The ecoSOC have acted in quite a naive fashion regarding the Kyoto protocols. For years they have underestimated the consequences, and overestimated the expected results.

If you don’t know… ECOSOC is one of the six main organs of the United Nations established in 1946 by the UN Charter. ECOSOC is the principal body for policy review, policy dialogue, coordination, and recommendations on economic, social and environmental issues, as well as for implementation of internationally agreed development goals.

Supposedly the work of the Economic and Social Council (ECOSOC) is guided by an issue-based approach.
They decide upon an annual theme that accompanies each programmatic cycle, ensuring a sustained and focused discussion among multiple stakeholders. With more than 3,200+ registered non-governmental organizations as well as a wide variety of stakeholders, academics, policymakers, parliamentarians, major groups, foundations, business sector representatives, the council can become unwieldy.
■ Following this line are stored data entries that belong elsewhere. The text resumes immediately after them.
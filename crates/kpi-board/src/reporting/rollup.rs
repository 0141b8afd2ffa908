use std::collections::HashMap;

use serde::Serialize;

use super::aggregate::round2;
use super::domain::{ExcellenceCategory, FiscalYear, Status};
use super::scoreboard::ScoreboardRow;

/// Pass/fail/pending tallies for one dashboard bucket.
#[derive(Debug, Default, Clone, Copy, PartialEq, Eq, Serialize)]
pub struct StatusCounts {
    pub pass: usize,
    pub fail: usize,
    pub pending: usize,
    pub total: usize,
}

impl StatusCounts {
    pub fn record(&mut self, status: Status) {
        match status {
            Status::Pass => self.pass += 1,
            Status::Fail => self.fail += 1,
            Status::Pending => self.pending += 1,
        }
        self.total += 1;
    }

    /// Share of passing rows as a percentage. The denominator is floored to
    /// 1 so empty buckets report 0 rather than NaN.
    pub fn pass_percent(&self) -> f64 {
        round2(self.pass as f64 / self.total.max(1) as f64 * 100.0)
    }
}

#[derive(Debug, Clone, PartialEq, Serialize)]
pub struct ExcellenceBucket {
    pub excellence: ExcellenceCategory,
    pub excellence_label: &'static str,
    pub counts: StatusCounts,
    pub pass_percent: f64,
}

#[derive(Debug, Clone, PartialEq, Serialize)]
pub struct AreaBucket {
    pub area_name: String,
    pub counts: StatusCounts,
    pub pass_percent: f64,
}

/// Dashboard counts for one fiscal year: overall, per excellence strategy,
/// and per reporting area.
#[derive(Debug, Clone, PartialEq, Serialize)]
pub struct DashboardSummary {
    pub fiscal_year: FiscalYear,
    pub overall: StatusCounts,
    pub overall_pass_percent: f64,
    pub by_excellence: Vec<ExcellenceBucket>,
    pub by_area: Vec<AreaBucket>,
}

/// Single pass over evaluated scoreboard rows. Rows are read-only; calling
/// this twice on the same slice yields the same summary.
pub fn rollup(fiscal_year: FiscalYear, rows: &[ScoreboardRow]) -> DashboardSummary {
    let mut overall = StatusCounts::default();
    let mut per_excellence: HashMap<ExcellenceCategory, StatusCounts> = HashMap::new();
    let mut per_area: HashMap<&str, StatusCounts> = HashMap::new();
    let mut area_order: Vec<&str> = Vec::new();

    for row in rows {
        overall.record(row.status);
        per_excellence
            .entry(row.excellence)
            .or_default()
            .record(row.status);

        if !per_area.contains_key(row.area_name.as_str()) {
            area_order.push(row.area_name.as_str());
        }
        per_area
            .entry(row.area_name.as_str())
            .or_default()
            .record(row.status);
    }

    // All five strategy cards render even when a bucket holds no KPIs.
    let by_excellence = ExcellenceCategory::ordered()
        .into_iter()
        .map(|excellence| {
            let counts = per_excellence.get(&excellence).copied().unwrap_or_default();
            ExcellenceBucket {
                excellence,
                excellence_label: excellence.label(),
                counts,
                pass_percent: counts.pass_percent(),
            }
        })
        .collect();

    let by_area = area_order
        .into_iter()
        .map(|area| {
            let counts = per_area.get(area).copied().unwrap_or_default();
            AreaBucket {
                area_name: area.to_string(),
                counts,
                pass_percent: counts.pass_percent(),
            }
        })
        .collect();

    DashboardSummary {
        fiscal_year,
        overall_pass_percent: overall.pass_percent(),
        overall,
        by_excellence,
        by_area,
    }
}
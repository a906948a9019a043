//! Presentation collaborator.
//!
//! The engine reports through a [`Presenter`] and never renders anything
//! itself. The binary supplies a console implementation; [`TracingPresenter`]
//! only logs.

use std::sync::Arc;

use tracing::{debug, error, info};

use crate::progress::{ProgressSink, ProgressSnapshot};

/// Receives status text, progress fractions and terminal errors.
pub trait Presenter: Send + Sync {
    /// Replace the current status line.
    fn set_status(&self, status: &str);

    /// Report overall and current-file progress, each in `0.0..=1.0`.
    fn set_progress(&self, overall: f64, file: f64);

    /// Name the file currently being transferred.
    fn set_current_file(&self, _name: &str) {}

    /// Replace the status with a terminal error message.
    fn show_error(&self, message: &str);
}

/// Presenter that writes to the log.
#[derive(Debug, Clone, Copy, Default)]
pub struct TracingPresenter;

impl Presenter for TracingPresenter {
    fn set_status(&self, status: &str) {
        info!(status, "Status");
    }

    fn set_progress(&self, overall: f64, file: f64) {
        debug!(overall, file, "Progress");
    }

    fn show_error(&self, message: &str) {
        error!(message, "Bootstrap failed");
    }
}

/// Forwards aggregated download progress to a [`Presenter`].
pub struct PresenterSink {
    presenter: Arc<dyn Presenter>,
}

impl PresenterSink {
    pub fn new(presenter: Arc<dyn Presenter>) -> Self {
        Self { presenter }
    }
}

impl ProgressSink for PresenterSink {
    fn on_progress(&self, snapshot: &ProgressSnapshot) {
        if let Some(name) = snapshot.current_file.as_ref().and_then(|p| p.file_name()) {
            self.presenter.set_current_file(&name.to_string_lossy());
        }
        self.presenter
            .set_progress(snapshot.overall_fraction(), snapshot.file_fraction());
    }
}

#[cfg(test)]
pub(crate) mod tests {
    use super::*;
    use std::path::PathBuf;
    use std::sync::Mutex;

    /// Presenter that records every call.
    #[derive(Default)]
    pub(crate) struct RecordingPresenter {
        pub(crate) statuses: Mutex<Vec<String>>,
        pub(crate) progress: Mutex<Vec<(f64, f64)>>,
        pub(crate) files: Mutex<Vec<String>>,
        pub(crate) errors: Mutex<Vec<String>>,
    }

    impl Presenter for RecordingPresenter {
        fn set_status(&self, status: &str) {
            self.statuses.lock().unwrap().push(status.to_string());
        }

        fn set_progress(&self, overall: f64, file: f64) {
            self.progress.lock().unwrap().push((overall, file));
        }

        fn set_current_file(&self, name: &str) {
            self.files.lock().unwrap().push(name.to_string());
        }

        fn show_error(&self, message: &str) {
            self.errors.lock().unwrap().push(message.to_string());
        }
    }

    #[test]
    fn test_sink_forwards_fractions() {
        let presenter = Arc::new(RecordingPresenter::default());
        let sink = PresenterSink::new(presenter.clone());

        sink.on_progress(&ProgressSnapshot {
            current_file: Some(PathBuf::from("/opt/app/lib/core.jar")),
            file_downloaded: 50,
            file_total: 100,
            files_completed: 1,
            files_failed: 0,
            files_total: 2,
            bytes_downloaded: 150,
            bytes_total: 200,
        });

        assert_eq!(*presenter.progress.lock().unwrap(), vec![(0.5, 0.5)]);
        assert_eq!(*presenter.files.lock().unwrap(), vec!["core.jar".to_string()]);
    }
}
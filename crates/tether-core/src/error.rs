//! Error types for the bootstrap engine.

use std::path::PathBuf;

use thiserror::Error;

/// Errors that can occur while resolving, reconciling, or downloading.
#[derive(Debug, Error)]
pub enum BootstrapError {
    /// Host OS/architecture has no entry in the platform table
    #[error("unsupported platform: {os}/{arch}")]
    UnsupportedPlatform { os: String, arch: String },

    /// No cached copy and the live fetch failed
    #[error("manifest unavailable from {url}: {reason}")]
    ManifestUnavailable { url: String, reason: String },

    /// The runtime index has no entry for this platform
    #[error("no runtime available for platform {0}")]
    NoRuntimeForPlatform(String),

    /// None of the requested runtime components exist for this platform
    #[error("no version of component(s) {components:?} for platform {platform}")]
    NoComponentVersion {
        platform: String,
        components: Vec<String>,
    },

    /// A downloaded file does not match its declared hash
    #[error("hash mismatch for {path:?}: expected {expected}, got {actual}")]
    HashMismatch {
        path: PathBuf,
        expected: String,
        actual: String,
    },

    /// The freshly downloaded payload does not match the hash declared for its version.
    ///
    /// Distinct from a stale install: the download channel itself returned bad bytes.
    #[error("freshly downloaded artifact {path:?} is corrupt: expected {expected}, got {actual}")]
    CorruptDownload {
        path: PathBuf,
        expected: String,
        actual: String,
    },

    /// Server answered with a non-success HTTP status
    #[error("download of {url} failed with status {status}")]
    DownloadFailed { url: String, status: u16 },

    /// Transport-level failure while streaming a body
    #[error("network error: {0}")]
    NetworkError(String),

    /// One or more tasks of a bulk download failed after retries
    #[error("{failed} of {total} downloads failed; first error: {first}")]
    DownloadsIncomplete {
        failed: usize,
        total: usize,
        first: Box<BootstrapError>,
    },

    /// The run was aborted by the user or the overall deadline
    #[error("operation cancelled")]
    Cancelled,

    /// Manifest content is structurally invalid
    #[error("invalid manifest: {0}")]
    InvalidManifest(String),

    /// Configuration error
    #[error("configuration error: {0}")]
    ConfigError(String),

    /// JSON parsing error
    #[error("JSON parse error: {0}")]
    Json(#[from] serde_json::Error),

    /// IO error
    #[error("IO error: {0}")]
    Io(#[from] std::io::Error),

    /// HTTP request error
    #[error("HTTP error: {0}")]
    HttpError(String),
}

impl BootstrapError {
    /// Whether a download attempt that failed with this error is worth retrying.
    ///
    /// Transport failures, server-side errors, throttling and short or
    /// garbled transfers are retryable. Local I/O, client errors and
    /// cancellation are not.
    pub fn is_retryable(&self) -> bool {
        match self {
            Self::NetworkError(_) | Self::HttpError(_) | Self::HashMismatch { .. } => true,
            Self::DownloadFailed { status, .. } => {
                *status >= 500 || *status == 408 || *status == 429
            }
            _ => false,
        }
    }
}

impl From<reqwest::Error> for BootstrapError {
    fn from(err: reqwest::Error) -> Self {
        if err.is_timeout() || err.is_connect() || err.is_body() || err.is_decode() {
            BootstrapError::NetworkError(err.to_string())
        } else {
            BootstrapError::HttpError(err.to_string())
        }
    }
}

impl From<toml::de::Error> for BootstrapError {
    fn from(err: toml::de::Error) -> Self {
        BootstrapError::ConfigError(err.to_string())
    }
}

#[cfg(test)]
mod tests {
    use super::*;

    #[test]
    fn test_retryable_classification() {
        assert!(BootstrapError::NetworkError("reset".to_string()).is_retryable());
        assert!(BootstrapError::DownloadFailed {
            url: "u".to_string(),
            status: 503
        }
        .is_retryable());
        assert!(BootstrapError::DownloadFailed {
            url: "u".to_string(),
            status: 429
        }
        .is_retryable());
        assert!(!BootstrapError::DownloadFailed {
            url: "u".to_string(),
            status: 404
        }
        .is_retryable());
        assert!(!BootstrapError::Cancelled.is_retryable());
        assert!(!BootstrapError::Io(std::io::Error::other("disk")).is_retryable());
    }

    #[test]
    fn test_corrupt_download_is_terminal() {
        let err = BootstrapError::CorruptDownload {
            path: PathBuf::from("app.bin"),
            expected: "aa".to_string(),
            actual: "bb".to_string(),
        };
        assert!(!err.is_retryable());
        assert!(err.to_string().contains("corrupt"));
    }
}
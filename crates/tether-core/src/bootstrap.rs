//! Bootstrap orchestration.
//!
//! [`Bootstrapper`] runs one complete pass: fetch the application
//! manifest, resolve the runtime components, reconcile every managed tree,
//! download what is missing, and hand back a [`LaunchSpec`]. In
//! executable mode the pass is delegated to the [`SelfUpdater`].
//!
//! Progress is reported to a [`Presenter`] as localized status text; a
//! failure replaces the status with a terminal message.

use std::collections::BTreeSet;
use std::io;
use std::path::PathBuf;
use std::sync::Arc;
use std::time::Duration;

use tokio::sync::RwLock;
use tokio_util::sync::CancellationToken;
use tracing::{debug, error, info};

use crate::cache::{ManifestCache, CACHE_DIR};
use crate::config::{BootstrapConfig, PayloadMode};
use crate::download::{DownloadCoordinator, DownloadSummary};
use crate::error::BootstrapError;
use crate::http::{user_agent, HttpClient};
use crate::i18n::Translator;
use crate::launch::{LaunchContext, LaunchSpec};
use crate::manifest::AppManifest;
use crate::platform::PlatformKey;
use crate::presenter::{Presenter, PresenterSink};
use crate::reconcile::{reconcile, OrphanPolicy, ReconciliationPlan};
use crate::runtime::RuntimeResolver;
use crate::selfupdate::SelfUpdater;

/// Version of this bootstrap, reported in the User-Agent and `${bsVersion}`.
pub const BOOTSTRAP_VERSION: &str = env!("CARGO_PKG_VERSION");

/// Directory under the installation root holding the application tree.
pub const APPLICATION_DIR: &str = "launcher";

/// Cache file name of the application manifest.
const APP_MANIFEST_CACHE_FILE: &str = "launcher_manifest.json";

/// Current phase of a bootstrap run.
#[derive(Debug, Clone, Default, PartialEq, Eq)]
pub enum BootstrapState {
    #[default]
    Idle,
    FetchingManifest,
    ResolvingRuntime,
    Reconciling,
    Downloading,
    /// Converged and ready to launch
    Ready,
    Failed(String),
}

/// What a successful run did.
#[derive(Debug, Clone)]
pub struct BootstrapOutcome {
    pub launch: LaunchSpec,
    pub downloaded: DownloadSummary,
    /// Undeclared files removed during reconciliation
    pub orphans: BTreeSet<PathBuf>,
}

/// Drives a bootstrap run from manifest to launch specification.
pub struct Bootstrapper {
    config: BootstrapConfig,
    install_root: PathBuf,
    portable: bool,
    platform: PlatformKey,
    client: HttpClient,
    cache: ManifestCache,
    presenter: Arc<dyn Presenter>,
    translator: Translator,
    state: Arc<RwLock<BootstrapState>>,
}

impl Bootstrapper {
    /// Create a bootstrapper for an already resolved installation root.
    ///
    /// # Errors
    ///
    /// Returns [`BootstrapError::HttpError`] if the HTTP client cannot be built.
    pub fn new(
        config: BootstrapConfig,
        install_root: PathBuf,
        portable: bool,
        platform: PlatformKey,
        presenter: Arc<dyn Presenter>,
        translator: Translator,
    ) -> Result<Self, BootstrapError> {
        let client = HttpClient::new(
            &config.network,
            &user_agent(&config.brand, BOOTSTRAP_VERSION),
        )?;
        let cache = ManifestCache::new(Arc::new(client.clone()));

        Ok(Self {
            config,
            install_root,
            portable,
            platform,
            client,
            cache,
            presenter,
            translator,
            state: Arc::new(RwLock::new(BootstrapState::Idle)),
        })
    }

    pub async fn state(&self) -> BootstrapState {
        self.state.read().await.clone()
    }

    async fn set_state(&self, state: BootstrapState) {
        debug!(?state, "Bootstrap state");
        *self.state.write().await = state;
    }

    fn status(&self, id: &str, args: &[(&str, &str)]) {
        self.presenter
            .set_status(&self.translator.translate(id, args));
    }

    /// Run one bootstrap pass.
    ///
    /// Cancelling `cancel`, or reaching the configured deadline, aborts the
    /// run with [`BootstrapError::Cancelled`].
    pub async fn run(
        &self,
        cancel: &CancellationToken,
    ) -> Result<BootstrapOutcome, BootstrapError> {
        let token = cancel.child_token();
        let deadline = self.config.network.deadline_secs.map(|secs| {
            let token = token.clone();
            tokio::spawn(async move {
                tokio::time::sleep(Duration::from_secs(secs)).await;
                info!(secs, "Deadline reached, cancelling");
                token.cancel();
            })
        });

        info!(
            root = %self.install_root.display(),
            platform = %self.platform,
            mode = ?self.config.mode,
            "Starting bootstrap"
        );

        let result = match self.config.mode {
            PayloadMode::Tree => self.run_tree(&token).await,
            PayloadMode::Executable => self.run_executable(&token).await,
        };

        if let Some(deadline) = deadline {
            deadline.abort();
        }

        match result {
            Ok(outcome) => {
                self.set_state(BootstrapState::Ready).await;
                Ok(outcome)
            }
            Err(e) => {
                let message = self.failure_message(&self.state().await, &e);
                error!(error = %e, "Bootstrap failed");
                self.presenter.show_error(&message);
                self.set_state(BootstrapState::Failed(message)).await;
                Err(e)
            }
        }
    }

    async fn run_tree(
        &self,
        cancel: &CancellationToken,
    ) -> Result<BootstrapOutcome, BootstrapError> {
        self.set_state(BootstrapState::FetchingManifest).await;
        self.status("fetching_updates", &[]);
        let cache_path = self.install_root.join(CACHE_DIR).join(APP_MANIFEST_CACHE_FILE);
        let manifest = cancellable(
            cancel,
            self.cache
                .fetch_or_cached::<AppManifest>(&cache_path, &self.config.manifest_url),
        )
        .await?
        .value;
        let app_files = manifest.file_manifest()?;

        self.set_state(BootstrapState::ResolvingRuntime).await;
        self.status(
            "resolving_runtime",
            &[("component", manifest.runtime.component.as_str())],
        );
        let resolver = RuntimeResolver::new(
            self.cache.clone(),
            self.install_root.clone(),
            self.platform.clone(),
        );
        let runtimes = cancellable(cancel, resolver.resolve_all(&manifest.runtime)).await?;
        let launch_base = runtimes
            .first()
            .map(|r| r.base_path.clone())
            .ok_or_else(|| BootstrapError::NoRuntimeForPlatform(self.platform.to_string()))?;

        self.set_state(BootstrapState::Reconciling).await;
        self.status("checking_files", &[]);
        let app_base = self.install_root.join(APPLICATION_DIR);
        let app_policy = if self.config.install.prune_application {
            OrphanPolicy::Prune
        } else {
            OrphanPolicy::Keep
        };

        let plan = {
            let app_base = app_base.clone();
            tokio::task::spawn_blocking(move || {
                let mut plan = ReconciliationPlan::default();
                for runtime in &runtimes {
                    let runtime_plan =
                        reconcile(&runtime.manifest, &runtime.base_path, OrphanPolicy::Prune)?;
                    plan.merge(runtime_plan);
                }
                plan.merge(reconcile(&app_files, &app_base, app_policy)?);
                Ok::<_, BootstrapError>(plan)
            })
            .await
            .map_err(|e| BootstrapError::Io(io::Error::other(e)))??
        };

        if cancel.is_cancelled() {
            return Err(BootstrapError::Cancelled);
        }

        let downloaded = if plan.downloads.is_empty() {
            self.status("up_to_date", &[("brand", self.config.brand.as_str())]);
            DownloadSummary::default()
        } else {
            self.set_state(BootstrapState::Downloading).await;
            self.status("downloading", &[]);
            let coordinator = DownloadCoordinator::new(self.client.clone(), &self.config.network);
            let sink = Arc::new(PresenterSink::new(self.presenter.clone()));
            coordinator.execute(&plan, sink, cancel).await?
        };

        self.status("launching", &[("brand", self.config.brand.as_str())]);
        let launch =
            LaunchSpec::for_tree(&self.launch_context(), &launch_base, &app_base, &manifest);

        Ok(BootstrapOutcome {
            launch,
            downloaded,
            orphans: plan.orphans,
        })
    }

    async fn run_executable(
        &self,
        cancel: &CancellationToken,
    ) -> Result<BootstrapOutcome, BootstrapError> {
        self.set_state(BootstrapState::FetchingManifest).await;
        self.status("fetching_updates", &[]);

        let updater = SelfUpdater::new(
            self.cache.clone(),
            self.client.clone(),
            self.install_root.clone(),
            self.payload_path(),
        );
        let sink = Arc::new(PresenterSink::new(self.presenter.clone()));
        let outcome = updater.run(&self.config.manifest_url, sink, cancel).await?;

        let brand = self.config.brand.as_str();
        if !outcome.updated {
            self.status("up_to_date", &[("brand", brand)]);
        }
        self.status("launching", &[("brand", brand)]);

        let launch = LaunchSpec::for_executable(
            &self.launch_context(),
            &outcome.payload,
            &outcome.manifest.args,
        );
        Ok(BootstrapOutcome {
            launch,
            downloaded: DownloadSummary {
                files: usize::from(outcome.updated),
                bytes: 0,
            },
            orphans: BTreeSet::new(),
        })
    }

    /// `<root>/bin/<folder_name>[.exe]`
    pub fn payload_path(&self) -> PathBuf {
        self.install_root.join("bin").join(format!(
            "{}{}",
            self.config.folder_name,
            std::env::consts::EXE_SUFFIX
        ))
    }

    fn launch_context(&self) -> LaunchContext {
        LaunchContext {
            root_path: self.install_root.clone(),
            platform: self.platform.clone(),
            portable: self.portable,
            bootstrap_version: BOOTSTRAP_VERSION.to_string(),
        }
    }

    fn failure_message(&self, phase: &BootstrapState, e: &BootstrapError) -> String {
        let err = e.to_string();
        let id = match (phase, e) {
            (_, BootstrapError::Cancelled) => "cancelled",
            (_, BootstrapError::CorruptDownload { .. }) => "corrupt_download",
            (BootstrapState::Downloading, _) | (_, BootstrapError::DownloadsIncomplete { .. }) => {
                "fail_download"
            }
            _ => "failed_init",
        };
        self.translator.translate(id, &[("err", err.as_str())])
    }
}

/// Race `future` against cancellation.
async fn cancellable<T>(
    cancel: &CancellationToken,
    future: impl std::future::Future<Output = Result<T, BootstrapError>>,
) -> Result<T, BootstrapError> {
    tokio::select! {
        _ = cancel.cancelled() => Err(BootstrapError::Cancelled),
        result = future => result,
    }
}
A friend of mine who happens to work for this maritime lawyer partnership has worked with a number of academics regarding climate change and ecological disasters like the the Deepwater Horizon oil spill that occurred in the Gulf of Mexico in 2010. As a maritime lawyer serving Texas & Louisiana, he happens to work for a law firm that represented several of the injured maritime workers who were on the Deepwater Horizon oil rig. Using the Jones Act, formally known as the Merchant Marine Act of 1920, that safeguards specific rights of seamen when they qualify under the law, he and his maritime injury law firm finally reached substantial settlements for the maritime workers they represented. Since he lives in the Gulf coastal area he also saw first hand the extensive damage to marine and wildlife habitats and fishing as well as the tourism industries due to the months-long spill, along with the adverse effects from the response and cleanup activities. As a result, he has now decided to work with academics who take part in the UN Economic and Social Council to help effect change worldwide on a number of issues.

Unfortunately after 8 years of neglect from the Bush administration, and the ineptitude of the Obama administration, climate change discussions among others seem doomed.

What has been done since even 2008? The May 2008 session, which extended into 22 May 2008 convened at UN headquarters in New York, US. Léo Mérorès, President of ECOSOC, emphasizing that “agriculture has to be put back in the center of the development agenda,” added that “we need to concentrate efforts on minimizing greenhouse emissions, deforestation and global warming, while finding ways to promote investments in agriculture [and] maximize the use of agro-science and technology, with the aim of reducing the costs of production and substantially increasing the productivity and output of every hectare of arable land.” Even the UN General Assembly President Srgjan Kerim emphasized the need for greater investment in agriculture. He called for the “best science, tools and technologies to optimize efficiency and boost production,…[and] policies that support land and resource ownership.” By drawing attention to the role that high oil prices have played in rising food prices, the UN General Assembly President emphasized that “A sustainable solution to the crisis must therefore be linked to oil price stability and our efforts to tackle climate change.” Two years later there was the Deepwater Horizon oil. Since then there have been dozens of oil spills from Thailand, to Canada, to dozens in the US, more in the Gulf of Mexico, Italy the UK, to India and China. There has to be a concerted effort to encourage green alternatives to oil.